Investors come in all shapes and sizes.
There are also a multitude of ways to trade investments.
Today a brief look at the various types of traders.
Investopedia asks “What Type Of Trader Are You?”
I think the type of stock trader one may be reflects investment experience, general view of how the world functions, amount of capital to invest, and risk tolerance.
I prefer fundamental analysis. In large part because I have a professional accounting and finance background, so possess the ability to analyze companies. I also take a longer term investment perspective and therefore desire well-managed companies that have strong long-term growth potential.
The article associates fundamental trading with the buy and hold approach. But note that it is more closely aligned to buy and hold than a short-term trading strategy. True. But fundamental analysis on its own does not necessarily equate to buy and hold.
I do not like technical trading. That said, some do well investing this way.
With so many similar computer trading tools out there, I think technical trading at times becomes a self-fulfilling event. I “identify” a trend/pattern with my software, so I make the appropriate trade. Many, many other traders “identify” the same trend/pattern and they make the same trade. That impacts supply and demand for the investment and shifts the price.

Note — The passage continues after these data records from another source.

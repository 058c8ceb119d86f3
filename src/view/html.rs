use html_escape::{encode_double_quoted_attribute, encode_text};

use super::{Element, Node};

const VOID_TAGS: &[&str] = &["br", "hr", "img", "input", "link", "meta", "source"];

pub fn render(node: &Node) -> String {
    let mut out = String::new();
    write_node(node, &mut out);
    out
}

/// Full HTML document around a body tree.
pub fn render_document(title: &str, lang: &str, head_extra: &[Node], body: &Node) -> String {
    let mut out = String::from("<!DOCTYPE html>\n");
    out.push_str(&format!(
        "<html lang=\"{}\"><head><meta charset=\"utf-8\">\
<meta name=\"viewport\" content=\"width=device-width, initial-scale=1\">\
<title>{}</title>",
        encode_double_quoted_attribute(lang),
        encode_text(title)
    ));
    for node in head_extra {
        write_node(node, &mut out);
    }
    out.push_str("</head><body>");
    write_node(body, &mut out);
    out.push_str("</body></html>\n");
    out
}

fn write_node(node: &Node, out: &mut String) {
    match node {
        Node::Text(text) => out.push_str(&encode_text(text)),
        Node::Element(el) => write_element(el, out),
    }
}

fn write_element(el: &Element, out: &mut String) {
    out.push('<');
    out.push_str(el.tag);
    for (name, value) in &el.attrs {
        out.push(' ');
        out.push_str(name);
        out.push_str("=\"");
        out.push_str(&encode_double_quoted_attribute(value));
        out.push('"');
    }
    out.push('>');

    if VOID_TAGS.contains(&el.tag) {
        return;
    }

    for child in &el.children {
        write_node(child, out);
    }
    out.push_str("</");
    out.push_str(el.tag);
    out.push('>');
}

#[cfg(test)]
mod tests {
    use super::*;

    #[test]
    fn test_escapes_text_and_attributes() {
        let node: Node = Element::new("a")
            .attr("href", "https://wa.me/81?text=a\"b")
            .text("<Toyota & co>")
            .into();
        assert_eq!(
            render(&node),
            "<a href=\"https://wa.me/81?text=a&quot;b\">&lt;Toyota &amp; co&gt;</a>"
        );
    }

    #[test]
    fn test_void_elements() {
        let node: Node = Element::new("img").attr("src", "x.jpg").attr("alt", "").into();
        assert_eq!(render(&node), "<img src=\"x.jpg\" alt=\"\">");
    }

    #[test]
    fn test_document_wrapper() {
        let doc = render_document("CARJU", "en", &[], &Element::new("main").into());
        assert!(doc.starts_with("<!DOCTYPE html>"));
        assert!(doc.contains("<title>CARJU</title>"));
        assert!(doc.contains("<body><main></main></body>"));
    }
}
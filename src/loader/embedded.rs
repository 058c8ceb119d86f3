use async_trait::async_trait;
use reqwest::Client;
use serde_json::json;

use super::local::bundle_from_document;
use super::ContentTier;
use crate::error::LoadResult;
use crate::models::{ContentBundle, LocalDocument, Tier, DEFAULT_BRANDS, DEFAULT_CATEGORIES};

pub const EMBEDDED_WHATSAPP: &str = "+81 80 4790 9663";
pub const EMBEDDED_TIKTOK: &str = "https://www.tiktok.com/@carju-auto";

/// Built-in content with the same shape as the local JSON document.
pub fn embedded_document() -> LocalDocument {
    LocalDocument {
        whatsapp: Some(EMBEDDED_WHATSAPP.to_string()),
        tiktok: Some(EMBEDDED_TIKTOK.to_string()),
        brands: DEFAULT_BRANDS.iter().map(|s| s.to_string()).collect(),
        categories: DEFAULT_CATEGORIES.iter().map(|s| s.to_string()).collect(),
        cars: vec![
            json!({
                "src": "https://drive.google.com/uc?export=view&id=1Seq0srl3-KYkD5MqETVoUXAL7_SiHKSu",
                "name": "Toyota Land Cruiser",
                "brand": "Toyota",
                "category": "SUV",
                "year": 2024
            }),
            json!({
                "src": "https://drive.google.com/uc?export=view&id=1wbt8GNQUVV-iq8PEbsqL4PKOHEDr7XLo",
                "name": "Toyota Land Cruiser",
                "brand": "Toyota",
                "category": "SUV",
                "year": 2018
            }),
            json!({
                "src": "https://drive.google.com/uc?export=view&id=1_loCpFmT7jIUcUfCD5SnStzVHdWmQVXi/view",
                "name": "Toyota Harrier",
                "brand": "Toyota",
                "category": "SUV",
                "year": 2018
            }),
        ],
        deliveries: Vec::new(),
        fees: Vec::new(),
        galleries: None,
    }
}

pub fn embedded_bundle() -> ContentBundle {
    bundle_from_document(embedded_document(), Tier::Embedded)
}

/// Last tier of the chain. Always succeeds.
pub struct EmbeddedTier;

#[async_trait]
impl ContentTier for EmbeddedTier {
    fn tier(&self) -> Tier {
        Tier::Embedded
    }

    async fn load(&self, _client: &Client) -> LoadResult<ContentBundle> {
        Ok(embedded_bundle())
    }
}

#[cfg(test)]
mod tests {
    use super::*;

    #[test]
    fn test_embedded_bundle() {
        let bundle = embedded_bundle();
        assert_eq!(bundle.tier, Tier::Embedded);
        assert_eq!(bundle.catalog_items.len(), 3);
        assert_eq!(bundle.brands.len(), DEFAULT_BRANDS.len());
        assert_eq!(bundle.categories.len(), DEFAULT_CATEGORIES.len());
        assert!(bundle.fee_rows.is_empty());
        assert!(bundle
            .catalog_items
            .iter()
            .all(|item| item.image_candidates.len() == 3));
        assert_eq!(bundle.contact.whatsapp.as_deref(), Some(EMBEDDED_WHATSAPP));
    }
}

Perhaps your trading program says that Apple should increase in price. You purchase Apple shares (or buy call options, etc.). As others read the same signals, they also buy shares of Apple. The increased demand increases the share price and the prophesy becomes self-fulfilled. A good strategy if you are one of the early buyers. But if you are “late to the party” you may get caught up in an investment bubble.
A combination of fundamental and technical traders. I would also say an equal dose of behavioural trading. So a little of everything.
Market Timing Traders
Of note here is that it is difficult to consistently time market movements over the longer term.
Unless your career is day trader, I suggest you avoid market timing. I would also recommend avoiding a career in day trading.
I agree that the opportunity for arbitrage continues to shrink with each year.
I think for anyone regularly reading this blog, that you will not have access to the tools, exchanges, or experience to successfully arbitrage investments.
Traders Versus Investors
I like Investopedia’s use of the term “trader” as opposed to “investor”.
Short-term, active strategies are more trading in nature. Not necessarily speculative, but not the route I think individual investors should pursue.
Individual investors saving and investing for their future retirement should take a more structured approach. A long-term focus, emphasis on asset allocation, cost minimization, etc. Trading activities are not well-suited to long-term investing.